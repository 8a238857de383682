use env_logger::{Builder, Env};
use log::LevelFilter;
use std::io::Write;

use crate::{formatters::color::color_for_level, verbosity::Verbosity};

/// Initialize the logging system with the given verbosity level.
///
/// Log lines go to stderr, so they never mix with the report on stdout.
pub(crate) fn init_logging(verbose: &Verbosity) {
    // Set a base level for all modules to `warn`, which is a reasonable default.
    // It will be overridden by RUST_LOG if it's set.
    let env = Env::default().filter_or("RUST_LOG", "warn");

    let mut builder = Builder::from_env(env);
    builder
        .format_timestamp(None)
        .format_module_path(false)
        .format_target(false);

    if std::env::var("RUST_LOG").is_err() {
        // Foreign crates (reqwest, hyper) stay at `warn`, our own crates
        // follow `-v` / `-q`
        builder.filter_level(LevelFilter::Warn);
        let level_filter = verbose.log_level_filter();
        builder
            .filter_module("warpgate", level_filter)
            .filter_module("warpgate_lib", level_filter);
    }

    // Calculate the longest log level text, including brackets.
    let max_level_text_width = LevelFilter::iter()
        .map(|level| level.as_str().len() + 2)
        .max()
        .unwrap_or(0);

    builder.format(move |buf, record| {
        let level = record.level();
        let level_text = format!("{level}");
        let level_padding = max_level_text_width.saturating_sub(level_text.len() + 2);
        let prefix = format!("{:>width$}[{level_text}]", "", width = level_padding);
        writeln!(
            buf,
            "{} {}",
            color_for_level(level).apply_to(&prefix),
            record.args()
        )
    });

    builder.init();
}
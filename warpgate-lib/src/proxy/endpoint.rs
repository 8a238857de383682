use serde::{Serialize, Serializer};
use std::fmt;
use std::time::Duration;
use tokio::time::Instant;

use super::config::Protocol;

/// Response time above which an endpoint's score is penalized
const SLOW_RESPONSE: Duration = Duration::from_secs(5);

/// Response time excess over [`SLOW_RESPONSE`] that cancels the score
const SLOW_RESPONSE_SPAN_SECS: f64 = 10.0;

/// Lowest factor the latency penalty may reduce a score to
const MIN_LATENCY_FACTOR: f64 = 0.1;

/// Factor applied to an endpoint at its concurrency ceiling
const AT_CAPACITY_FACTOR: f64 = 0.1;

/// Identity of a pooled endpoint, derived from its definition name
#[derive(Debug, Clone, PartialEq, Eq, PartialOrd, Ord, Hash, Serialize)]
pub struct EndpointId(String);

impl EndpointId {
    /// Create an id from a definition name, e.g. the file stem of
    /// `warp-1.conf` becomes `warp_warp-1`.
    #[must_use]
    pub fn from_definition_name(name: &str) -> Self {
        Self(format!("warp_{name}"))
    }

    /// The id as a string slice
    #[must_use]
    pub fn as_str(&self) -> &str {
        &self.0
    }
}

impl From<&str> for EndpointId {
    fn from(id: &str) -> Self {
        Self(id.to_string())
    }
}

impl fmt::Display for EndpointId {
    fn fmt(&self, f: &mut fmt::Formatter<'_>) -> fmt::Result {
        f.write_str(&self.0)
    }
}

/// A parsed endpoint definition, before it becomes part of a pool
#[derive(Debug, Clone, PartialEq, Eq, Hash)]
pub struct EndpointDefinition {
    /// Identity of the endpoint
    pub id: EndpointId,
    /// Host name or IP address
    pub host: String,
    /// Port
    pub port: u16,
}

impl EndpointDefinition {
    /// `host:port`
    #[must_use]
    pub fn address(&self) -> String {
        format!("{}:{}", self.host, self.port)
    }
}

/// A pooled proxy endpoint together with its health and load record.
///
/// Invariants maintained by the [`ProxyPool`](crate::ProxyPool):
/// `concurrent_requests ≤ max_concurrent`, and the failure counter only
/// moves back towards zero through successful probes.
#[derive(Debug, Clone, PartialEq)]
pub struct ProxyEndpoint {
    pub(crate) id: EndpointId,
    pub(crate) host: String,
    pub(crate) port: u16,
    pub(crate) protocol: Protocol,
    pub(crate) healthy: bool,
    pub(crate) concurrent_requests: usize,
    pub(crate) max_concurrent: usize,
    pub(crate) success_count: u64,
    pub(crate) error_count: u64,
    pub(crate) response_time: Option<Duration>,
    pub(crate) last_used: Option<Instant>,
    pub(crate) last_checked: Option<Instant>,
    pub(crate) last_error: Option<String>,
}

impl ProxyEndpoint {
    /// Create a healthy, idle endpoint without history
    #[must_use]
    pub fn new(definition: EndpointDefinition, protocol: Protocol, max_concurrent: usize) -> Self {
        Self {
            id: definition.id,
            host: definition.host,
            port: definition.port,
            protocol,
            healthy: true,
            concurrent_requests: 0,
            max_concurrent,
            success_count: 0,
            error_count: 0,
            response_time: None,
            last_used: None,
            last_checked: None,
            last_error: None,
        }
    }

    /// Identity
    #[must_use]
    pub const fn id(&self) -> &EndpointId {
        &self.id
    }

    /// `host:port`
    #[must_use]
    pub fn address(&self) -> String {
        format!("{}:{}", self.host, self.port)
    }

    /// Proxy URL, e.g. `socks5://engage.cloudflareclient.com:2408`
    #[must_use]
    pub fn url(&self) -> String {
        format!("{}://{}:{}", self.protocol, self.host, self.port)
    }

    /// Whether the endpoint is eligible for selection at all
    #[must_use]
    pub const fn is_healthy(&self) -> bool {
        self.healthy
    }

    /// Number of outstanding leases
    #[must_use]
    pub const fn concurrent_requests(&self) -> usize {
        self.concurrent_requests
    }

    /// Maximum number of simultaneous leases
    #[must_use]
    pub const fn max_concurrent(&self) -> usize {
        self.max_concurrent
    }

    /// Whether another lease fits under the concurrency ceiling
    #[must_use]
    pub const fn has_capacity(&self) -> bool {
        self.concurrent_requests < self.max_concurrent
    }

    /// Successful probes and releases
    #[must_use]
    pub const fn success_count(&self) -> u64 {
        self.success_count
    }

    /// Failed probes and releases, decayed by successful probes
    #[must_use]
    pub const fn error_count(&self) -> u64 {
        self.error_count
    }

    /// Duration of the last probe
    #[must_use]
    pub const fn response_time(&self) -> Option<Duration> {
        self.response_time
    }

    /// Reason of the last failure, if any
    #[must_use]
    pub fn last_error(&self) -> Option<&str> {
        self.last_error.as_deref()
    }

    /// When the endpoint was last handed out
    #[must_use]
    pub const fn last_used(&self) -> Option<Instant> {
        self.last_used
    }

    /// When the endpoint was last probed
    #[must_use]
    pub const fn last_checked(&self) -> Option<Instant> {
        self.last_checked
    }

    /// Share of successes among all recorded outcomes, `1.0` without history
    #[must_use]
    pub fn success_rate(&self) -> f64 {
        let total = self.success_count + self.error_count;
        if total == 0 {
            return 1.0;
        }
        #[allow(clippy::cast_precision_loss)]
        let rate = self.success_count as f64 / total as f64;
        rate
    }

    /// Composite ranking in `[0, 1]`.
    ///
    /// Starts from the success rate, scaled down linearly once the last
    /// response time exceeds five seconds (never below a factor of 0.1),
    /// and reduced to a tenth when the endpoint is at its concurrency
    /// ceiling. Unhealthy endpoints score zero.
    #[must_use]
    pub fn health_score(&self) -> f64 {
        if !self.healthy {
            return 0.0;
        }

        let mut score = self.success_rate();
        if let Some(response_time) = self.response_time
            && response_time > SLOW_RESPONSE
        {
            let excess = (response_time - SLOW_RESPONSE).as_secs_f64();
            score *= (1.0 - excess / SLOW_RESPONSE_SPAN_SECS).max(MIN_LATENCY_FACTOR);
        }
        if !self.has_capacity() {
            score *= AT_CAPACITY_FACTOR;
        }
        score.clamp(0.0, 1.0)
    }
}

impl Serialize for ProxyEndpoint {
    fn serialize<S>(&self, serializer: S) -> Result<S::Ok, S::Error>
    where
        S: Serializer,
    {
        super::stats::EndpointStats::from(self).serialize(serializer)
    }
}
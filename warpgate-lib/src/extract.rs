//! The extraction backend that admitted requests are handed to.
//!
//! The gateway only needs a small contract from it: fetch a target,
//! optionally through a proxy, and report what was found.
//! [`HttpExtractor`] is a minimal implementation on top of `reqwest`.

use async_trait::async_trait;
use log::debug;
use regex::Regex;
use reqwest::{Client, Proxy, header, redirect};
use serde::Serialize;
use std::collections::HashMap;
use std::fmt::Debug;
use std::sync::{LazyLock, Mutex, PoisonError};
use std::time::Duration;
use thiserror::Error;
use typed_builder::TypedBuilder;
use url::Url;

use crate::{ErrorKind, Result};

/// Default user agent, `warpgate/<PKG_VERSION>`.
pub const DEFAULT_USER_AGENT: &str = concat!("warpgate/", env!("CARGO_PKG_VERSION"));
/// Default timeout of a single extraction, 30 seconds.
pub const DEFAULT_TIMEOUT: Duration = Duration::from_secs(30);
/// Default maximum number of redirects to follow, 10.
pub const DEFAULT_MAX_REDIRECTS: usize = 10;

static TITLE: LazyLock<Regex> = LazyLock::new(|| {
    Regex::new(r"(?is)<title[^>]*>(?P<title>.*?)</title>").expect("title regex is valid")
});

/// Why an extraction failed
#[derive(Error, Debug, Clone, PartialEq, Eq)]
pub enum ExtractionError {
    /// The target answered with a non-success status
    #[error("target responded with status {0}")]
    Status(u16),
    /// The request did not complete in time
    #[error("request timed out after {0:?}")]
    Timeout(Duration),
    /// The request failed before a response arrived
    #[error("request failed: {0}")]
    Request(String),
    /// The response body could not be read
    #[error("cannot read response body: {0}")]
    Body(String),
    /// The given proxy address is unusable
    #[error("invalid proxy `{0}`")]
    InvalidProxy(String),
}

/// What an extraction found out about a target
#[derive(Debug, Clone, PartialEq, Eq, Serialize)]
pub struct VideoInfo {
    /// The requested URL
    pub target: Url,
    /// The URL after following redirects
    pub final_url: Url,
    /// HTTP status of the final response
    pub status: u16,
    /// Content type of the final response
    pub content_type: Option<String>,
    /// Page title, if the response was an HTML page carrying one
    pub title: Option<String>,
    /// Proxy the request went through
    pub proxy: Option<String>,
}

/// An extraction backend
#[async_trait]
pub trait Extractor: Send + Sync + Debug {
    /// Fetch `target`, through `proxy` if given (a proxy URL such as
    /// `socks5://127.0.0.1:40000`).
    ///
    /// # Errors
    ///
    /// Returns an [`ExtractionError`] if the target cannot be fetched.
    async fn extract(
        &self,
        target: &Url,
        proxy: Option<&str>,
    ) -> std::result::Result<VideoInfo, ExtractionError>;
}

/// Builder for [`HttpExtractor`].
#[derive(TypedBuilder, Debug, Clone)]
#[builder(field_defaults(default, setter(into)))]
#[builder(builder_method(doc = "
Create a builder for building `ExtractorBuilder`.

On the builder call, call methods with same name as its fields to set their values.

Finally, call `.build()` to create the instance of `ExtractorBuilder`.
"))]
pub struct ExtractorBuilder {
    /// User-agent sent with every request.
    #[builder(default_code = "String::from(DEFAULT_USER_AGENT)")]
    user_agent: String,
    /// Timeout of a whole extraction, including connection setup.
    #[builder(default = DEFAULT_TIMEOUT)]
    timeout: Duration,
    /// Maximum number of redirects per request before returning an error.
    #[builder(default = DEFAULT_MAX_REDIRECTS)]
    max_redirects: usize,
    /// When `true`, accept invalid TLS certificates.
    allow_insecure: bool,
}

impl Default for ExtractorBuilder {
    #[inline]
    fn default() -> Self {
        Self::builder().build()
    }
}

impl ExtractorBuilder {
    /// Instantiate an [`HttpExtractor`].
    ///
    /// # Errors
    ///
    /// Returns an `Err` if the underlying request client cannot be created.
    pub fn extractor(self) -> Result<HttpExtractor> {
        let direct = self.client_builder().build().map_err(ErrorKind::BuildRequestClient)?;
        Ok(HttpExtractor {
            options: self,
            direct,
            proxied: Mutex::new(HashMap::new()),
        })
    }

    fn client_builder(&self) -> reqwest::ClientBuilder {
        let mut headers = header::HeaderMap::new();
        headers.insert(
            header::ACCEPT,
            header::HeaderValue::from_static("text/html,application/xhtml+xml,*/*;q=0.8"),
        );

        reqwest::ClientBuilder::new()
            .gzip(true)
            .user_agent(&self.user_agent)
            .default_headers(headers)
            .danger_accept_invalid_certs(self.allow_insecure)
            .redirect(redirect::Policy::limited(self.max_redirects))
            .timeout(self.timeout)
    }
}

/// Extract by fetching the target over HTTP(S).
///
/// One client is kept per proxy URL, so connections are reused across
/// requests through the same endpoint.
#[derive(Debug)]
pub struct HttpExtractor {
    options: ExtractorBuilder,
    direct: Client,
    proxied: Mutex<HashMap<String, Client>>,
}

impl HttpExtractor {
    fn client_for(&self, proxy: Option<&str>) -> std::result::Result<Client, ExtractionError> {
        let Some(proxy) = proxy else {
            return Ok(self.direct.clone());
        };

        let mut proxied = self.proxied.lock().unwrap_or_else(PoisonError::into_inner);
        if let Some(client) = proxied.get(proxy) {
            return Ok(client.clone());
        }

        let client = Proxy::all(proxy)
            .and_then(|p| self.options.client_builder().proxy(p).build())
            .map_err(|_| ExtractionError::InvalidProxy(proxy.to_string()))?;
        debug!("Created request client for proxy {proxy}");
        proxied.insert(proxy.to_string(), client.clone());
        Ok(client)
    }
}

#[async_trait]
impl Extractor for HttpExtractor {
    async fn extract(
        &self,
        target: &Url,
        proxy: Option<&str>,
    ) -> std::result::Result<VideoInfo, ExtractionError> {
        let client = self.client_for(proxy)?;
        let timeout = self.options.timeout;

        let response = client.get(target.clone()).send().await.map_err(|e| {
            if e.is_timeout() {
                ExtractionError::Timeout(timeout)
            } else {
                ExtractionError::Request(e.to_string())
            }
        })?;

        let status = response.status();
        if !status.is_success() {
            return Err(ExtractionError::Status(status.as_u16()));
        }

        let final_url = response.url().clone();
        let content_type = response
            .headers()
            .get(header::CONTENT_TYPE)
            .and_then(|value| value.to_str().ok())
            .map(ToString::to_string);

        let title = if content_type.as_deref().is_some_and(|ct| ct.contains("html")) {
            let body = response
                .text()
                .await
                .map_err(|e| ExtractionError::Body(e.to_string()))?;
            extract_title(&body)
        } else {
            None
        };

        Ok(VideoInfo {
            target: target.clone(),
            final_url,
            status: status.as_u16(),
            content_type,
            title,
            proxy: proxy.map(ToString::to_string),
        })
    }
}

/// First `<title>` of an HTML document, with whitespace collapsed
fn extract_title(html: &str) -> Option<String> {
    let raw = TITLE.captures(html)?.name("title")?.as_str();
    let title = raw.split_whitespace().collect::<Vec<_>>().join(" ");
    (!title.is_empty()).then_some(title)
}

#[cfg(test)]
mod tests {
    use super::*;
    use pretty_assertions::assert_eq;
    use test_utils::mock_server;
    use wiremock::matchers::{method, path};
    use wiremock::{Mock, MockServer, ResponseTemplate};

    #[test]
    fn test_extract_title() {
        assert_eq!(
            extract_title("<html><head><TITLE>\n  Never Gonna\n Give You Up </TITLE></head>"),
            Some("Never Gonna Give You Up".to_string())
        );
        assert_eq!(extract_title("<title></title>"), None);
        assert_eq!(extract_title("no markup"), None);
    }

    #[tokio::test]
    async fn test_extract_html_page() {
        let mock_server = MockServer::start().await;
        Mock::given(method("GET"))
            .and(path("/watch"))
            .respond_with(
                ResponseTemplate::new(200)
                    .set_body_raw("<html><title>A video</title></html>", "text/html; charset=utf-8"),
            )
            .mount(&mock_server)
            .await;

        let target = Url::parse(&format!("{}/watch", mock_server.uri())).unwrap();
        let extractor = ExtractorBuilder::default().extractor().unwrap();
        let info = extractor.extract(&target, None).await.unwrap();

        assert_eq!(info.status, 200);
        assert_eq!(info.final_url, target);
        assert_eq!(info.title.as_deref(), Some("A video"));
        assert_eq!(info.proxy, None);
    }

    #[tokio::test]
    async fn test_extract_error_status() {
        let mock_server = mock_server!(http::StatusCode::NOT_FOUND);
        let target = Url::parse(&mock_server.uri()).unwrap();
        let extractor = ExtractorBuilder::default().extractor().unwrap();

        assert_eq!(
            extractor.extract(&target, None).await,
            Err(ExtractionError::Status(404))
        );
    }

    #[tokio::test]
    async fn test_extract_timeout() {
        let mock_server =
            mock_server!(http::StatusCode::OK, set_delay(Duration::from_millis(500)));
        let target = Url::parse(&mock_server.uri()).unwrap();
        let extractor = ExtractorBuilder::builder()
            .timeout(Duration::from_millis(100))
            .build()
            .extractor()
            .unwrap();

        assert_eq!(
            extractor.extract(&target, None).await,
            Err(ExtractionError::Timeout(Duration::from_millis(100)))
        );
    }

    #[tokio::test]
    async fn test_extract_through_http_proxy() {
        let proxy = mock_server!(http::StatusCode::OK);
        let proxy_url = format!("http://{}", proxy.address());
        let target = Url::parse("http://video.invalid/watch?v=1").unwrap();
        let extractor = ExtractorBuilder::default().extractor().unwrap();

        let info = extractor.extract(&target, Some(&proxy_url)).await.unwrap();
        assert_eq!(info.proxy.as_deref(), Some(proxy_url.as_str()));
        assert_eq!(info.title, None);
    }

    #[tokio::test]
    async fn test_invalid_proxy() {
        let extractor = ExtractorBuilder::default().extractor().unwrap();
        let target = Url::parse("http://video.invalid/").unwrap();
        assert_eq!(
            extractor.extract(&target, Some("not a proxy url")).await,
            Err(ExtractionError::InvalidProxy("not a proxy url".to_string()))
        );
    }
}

Exercise brief: Look through the data and gather every line with the string "struct" in it.

Solved exercise:
pub struct EndpointId(String);
pub struct EndpointDefinition {
pub struct ProxyEndpoint {
pub struct VideoInfo {
pub struct ExtractorBuilder {
pub struct HttpExtractor {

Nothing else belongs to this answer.